What makes the 8% sales gain so impressive is that it came on top of a 22% comp improvement in a prior-year period that included surging customer traffic from the next-generation console launches. There were also two blockbuster video game releases in 2014's second quarter, Mario Kart 8 and Watch Dogs, with no comparably large releases this year.
Still, GameStop found a way to keep sales ticking higher. The main drivers of this quarter's surprise sales improvement were (1) the consumer electronics and cell phone service businesses, (2) a spike in sales of gaming collectibles, and (3) higher video game accessory sales. Big gains in those three segments outweighed slight losses in GameStop's new hardware, new software, and digital content divisions. Meanwhile, the profitable used game business held steady at 32% of sales.
Higher profits and outlook
GameStop booked a 41% profit surge and beat management's earnings guidance by 25%. It helped that the company sold fewer next-gen consoles, with their tiny profit margins, and more consumer electronics and used video games, which are much more profitable. That mix helped overall gross margin rise to 33% of sales from 32% a year ago. "Results for the second quarter again exceeded our expectations, reflecting the mix of sales in our market-leading video game business and the continuing success of our diversified segments," said CEO Paul Raines.
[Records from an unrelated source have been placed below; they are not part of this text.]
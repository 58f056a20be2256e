//! TOML configuration
//!
//! Every section and field has a default, so an empty file (or no file at
//! all) yields the stock settings.

use crate::coords::{OverlayMapping, DEFAULT_BASELINE_OFFSET, DEFAULT_RENDER_SCALE};
use crate::error::PdfStudioError;
use serde::{Deserialize, Serialize};
use std::fs;
use std::path::Path;

#[derive(Debug, Clone, Default, PartialEq, Serialize, Deserialize)]
#[serde(default)]
pub struct StudioConfig {
    pub editor: EditorConfig,
    pub watermark: WatermarkConfig,
    pub upload: UploadConfig,
    pub remote: RemoteConfig,
}

impl StudioConfig {
    /// Load and validate configuration from a TOML file
    pub fn from_file<P: AsRef<Path>>(path: P) -> Result<Self, PdfStudioError> {
        let path = path.as_ref();
        let content = fs::read_to_string(path).map_err(|e| {
            PdfStudioError::Config(format!("Failed to read {}: {}", path.display(), e))
        })?;
        Self::from_toml_str(&content)
    }

    /// Parse and validate configuration from a TOML string
    pub fn from_toml_str(s: &str) -> Result<Self, PdfStudioError> {
        let config: Self = toml::from_str(s)
            .map_err(|e| PdfStudioError::Config(format!("Failed to parse TOML: {}", e)))?;
        config.validate()?;
        Ok(config)
    }

    pub fn validate(&self) -> Result<(), PdfStudioError> {
        let positive = [
            ("editor.render_scale", self.editor.render_scale),
            ("editor.font_size", self.editor.font_size),
            ("watermark.font_size", self.watermark.font_size),
        ];
        for (name, value) in positive {
            if !(value > 0.0 && value.is_finite()) {
                return Err(PdfStudioError::Config(format!(
                    "{} must be a positive number, got {}",
                    name, value
                )));
            }
        }

        if !(0.0..=1.0).contains(&self.watermark.opacity) {
            return Err(PdfStudioError::Config(format!(
                "watermark.opacity must be between 0 and 1, got {}",
                self.watermark.opacity
            )));
        }
        if self.watermark.color.iter().any(|c| !(0.0..=1.0).contains(c)) {
            return Err(PdfStudioError::Config(
                "watermark.color components must be between 0 and 1".into(),
            ));
        }
        if self.upload.max_size_mb == 0 {
            return Err(PdfStudioError::Config(
                "upload.max_size_mb must be at least 1".into(),
            ));
        }
        if self.remote.base_url.trim().is_empty() {
            return Err(PdfStudioError::Config("remote.base_url is empty".into()));
        }
        Ok(())
    }
}

/// Overlay editing surface
#[derive(Debug, Clone, PartialEq, Serialize, Deserialize)]
#[serde(default)]
pub struct EditorConfig {
    /// Canvas pixels per PDF point
    pub render_scale: f64,
    /// Overlay pixels between a text box's top edge and its baseline
    pub baseline_offset: f64,
    pub font_size: f64,
}

impl Default for EditorConfig {
    fn default() -> Self {
        Self {
            render_scale: DEFAULT_RENDER_SCALE,
            baseline_offset: DEFAULT_BASELINE_OFFSET,
            font_size: 14.0,
        }
    }
}

impl EditorConfig {
    pub fn overlay_mapping(&self) -> OverlayMapping {
        OverlayMapping::new(self.render_scale, self.baseline_offset)
    }
}

#[derive(Debug, Clone, PartialEq, Serialize, Deserialize)]
#[serde(default)]
pub struct WatermarkConfig {
    pub font_size: f64,
    pub opacity: f64,
    pub rotation_degrees: f64,
    pub color: [f64; 3],
}

impl Default for WatermarkConfig {
    fn default() -> Self {
        Self {
            font_size: 50.0,
            opacity: 0.3,
            rotation_degrees: -45.0,
            color: [0.85, 0.2, 0.2],
        }
    }
}

#[derive(Debug, Clone, PartialEq, Serialize, Deserialize)]
#[serde(default)]
pub struct UploadConfig {
    pub max_size_mb: u64,
}

impl Default for UploadConfig {
    fn default() -> Self {
        Self { max_size_mb: 50 }
    }
}

#[derive(Debug, Clone, PartialEq, Serialize, Deserialize)]
#[serde(default)]
pub struct RemoteConfig {
    /// Processing server for unlock, protect, compress, OCR and conversions
    pub base_url: String,
}

impl Default for RemoteConfig {
    fn default() -> Self {
        Self {
            base_url: "http://127.0.0.1:5000".to_string(),
        }
    }
}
Raines and his executive team expect the strong first-half business momentum to carry through to the rest of 2015. Major upcoming game releases include Electronic Arts' Star Wars: Battlefront and Activision Blizzard's Call of Duty: Black Ops III. Plus, the toys-to-life category should see its biggest year yet, with newcomer Lego joining established giants Activision and Disney. Finally, GameStop expects to see more growth in its collectibles retailing business, especially as the Star Wars mania heats up around the December movie launch.
Management now sees comp sales rising by between 2% and 7% for the full year, up from the 1% to 6% range issued last quarter. The earnings target also got a boost, ticking up to as much as $3.86 per share from the prior $3.83 per share forecast. However, the company is again calling for a relative slowdown in the upcoming quarter: Comps growth for Q3 should be between 1% and 4%.